> **Prompt**
The required output is the line containing "fn route_to_fsmc(port: Gpio, pin: usize)" and every line after it, transcribed exactly through the end of the data below.

Stored data entries
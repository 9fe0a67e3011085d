//! STM32F4-specific HAL for the Kairos firmware
//!
//! Implements the `kairos-hal` traits on top of embassy-stm32:
//!
//! - [`fsmc::FsmcBus`] - 16-bit 8080 TFT bus through the FSMC NOR/SRAM bank 1
//! - [`gpio::Pin`], [`gpio::Button`] - output and input pins
//! - [`i2c`] - bus settings for the DS3231 RTC
//!
//! # Features
//!
//! - `stm32f407vg` / `stm32f407ze` - chip selection
//! - `defmt` - Enable debug formatting support

#![no_std]

pub mod fsmc;
pub mod gpio;
pub mod i2c;

pub use fsmc::FsmcBus;
pub use gpio::{Button, Pin};
//! Board-agnostic core logic for the clock/alarm firmware
//!
//! This crate contains all application logic that does not depend on
//! specific hardware implementations:
//!
//! - Time and alarm value types with bounds-wrapping arithmetic
//! - Mode/field state machine for editing time and the alarm
//! - The tick-driven clock application (hold-repeat, blink, alarm match)
//! - Screen layout drawn through the [`traits::Canvas`] trait
//! - Collaborator traits (RTC, buttons, canvas)
//! - Configuration type definitions and a TOML subset parser

#![cfg_attr(not(test), no_std)]
#![deny(unsafe_code)]

pub mod app;
pub mod config;
pub mod state;
pub mod time;
pub mod traits;
pub mod ui;
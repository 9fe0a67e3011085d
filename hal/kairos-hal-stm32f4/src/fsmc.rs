//! FSMC-attached TFT bus
//!
//! The panel sits on NOR/SRAM bank 1 (NE1) as a 16-bit 8080 device with
//! its RS line on A18. A write below the A18 boundary is a register
//! select, one halfword above it is data.
//!
//! embassy-stm32 only drives SDRAM through its FMC wrapper, so the SRAM
//! bank and the pin routing are programmed through the typed PAC.

use core::ptr;

use embassy_stm32::fmc::Fmc;
use embassy_stm32::pac;
use embassy_stm32::pac::fmc::vals::{Mtyp, Mwid};
use embassy_stm32::pac::gpio::vals::{Moder, Ospeedr};
use embassy_stm32::pac::gpio::Gpio;
use embassy_stm32::peripherals::FSMC;
use embassy_stm32::Peri;
use kairos_hal::LcdBus;

/// Register-select address (A18 low)
const LCD_REG: usize = 0x6000_0000 | 0x0007_FFFE;
/// Data address (A18 high)
const LCD_RAM: usize = LCD_REG + 2;

/// FSMC alternate function number
const AF_FSMC: u8 = 12;

/// D0-D3, D13-D15, NOE, NWE, NE1, A18
const PORT_D_PINS: &[usize] = &[0, 1, 4, 5, 7, 8, 9, 10, 13, 14, 15];
/// D4-D12
const PORT_E_PINS: &[usize] = &[7, 8, 9, 10, 11, 12, 13, 14, 15];

/// Bus timing in HCLK cycles
#[derive(Debug, Clone, Copy)]
#[cfg_attr(feature = "defmt", derive(defmt::Format))]
pub struct FsmcTiming {
    /// Address setup (ADDSET, 0-15)
    pub address_setup: u8,
    /// Data phase (DATAST, 1-255)
    pub data_setup: u8,
    /// Bus turnaround (BUSTURN, 0-15)
    pub turnaround: u8,
}

impl Default for FsmcTiming {
    /// Safe for the ILI9341 read cycle up to 168 MHz HCLK
    fn default() -> Self {
        Self {
            address_setup: 2,
            data_setup: 10,
            turnaround: 1,
        }
    }
}

/// Memory-mapped 16-bit LCD bus
pub struct FsmcBus<'d> {
    _fmc: Fmc<'d, FSMC>,
}

impl<'d> FsmcBus<'d> {
    /// Route the pins to the FSMC and enable bank 1
    ///
    /// The port D/E pins listed above must not be used for anything else.
    pub fn new(fsmc: Peri<'d, FSMC>, timing: FsmcTiming) -> Self {
        let mut fmc = Fmc::new_raw(fsmc);
        fmc.enable();

        for &pin in PORT_D_PINS {
            route_to_fsmc(pac::GPIOD, pin);
        }
        for &pin in PORT_E_PINS {
            route_to_fsmc(pac::GPIOE, pin);
        }

        pac::FSMC.btr1().modify(|w| {
            w.set_addset(timing.address_setup & 0x0F);
            w.set_datast(timing.data_setup.max(1));
            w.set_busturn(timing.turnaround & 0x0F);
        });
        pac::FSMC.bcr1().modify(|w| {
            w.set_muxen(false);
            w.set_mtyp(Mtyp::SRAM);
            w.set_mwid(Mwid::BITS16);
            w.set_wren(true);
            w.set_mbken(true);
        });

        #[cfg(feature = "defmt")]
        defmt::debug!("FSMC bank 1 enabled: {}", timing);

        Self { _fmc: fmc }
    }
}

impl LcdBus for FsmcBus<'_> {
    fn write_reg(&mut self, reg: u16) {
        // SAFETY: LCD_REG lies in the bank enabled by `new`.
        unsafe { ptr::write_volatile(LCD_REG as *mut u16, reg) }
    }

    fn write_data(&mut self, data: u16) {
        // SAFETY: LCD_RAM lies in the bank enabled by `new`.
        unsafe { ptr::write_volatile(LCD_RAM as *mut u16, data) }
    }

    fn read_data(&mut self) -> u16 {
        // SAFETY: LCD_RAM lies in the bank enabled by `new`.
        unsafe { ptr::read_volatile(LCD_RAM as *const u16) }
    }
}

/// Alternate function 12, very high speed
fn route_to_fsmc(port: Gpio, pin: usize) {
    port.afr(pin / 8).modify(|w| w.set_afr(pin % 8, AF_FSMC));
    port.ospeedr()
        .modify(|w| w.set_ospeedr(pin, Ospeedr::VERY_HIGH_SPEED));
    port.moder().modify(|w| w.set_moder(pin, Moder::ALTERNATE));
}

> **Answer to the exercise**
fn route_to_fsmc(port: Gpio, pin: usize) {
    port.afr(pin / 8).modify(|w| w.set_afr(pin % 8, AF_FSMC));
    port.ospeedr()
        .modify(|w| w.set_ospeedr(pin, Ospeedr::VERY_HIGH_SPEED));
    port.moder().modify(|w| w.set_moder(pin, Moder::ALTERNATE));
}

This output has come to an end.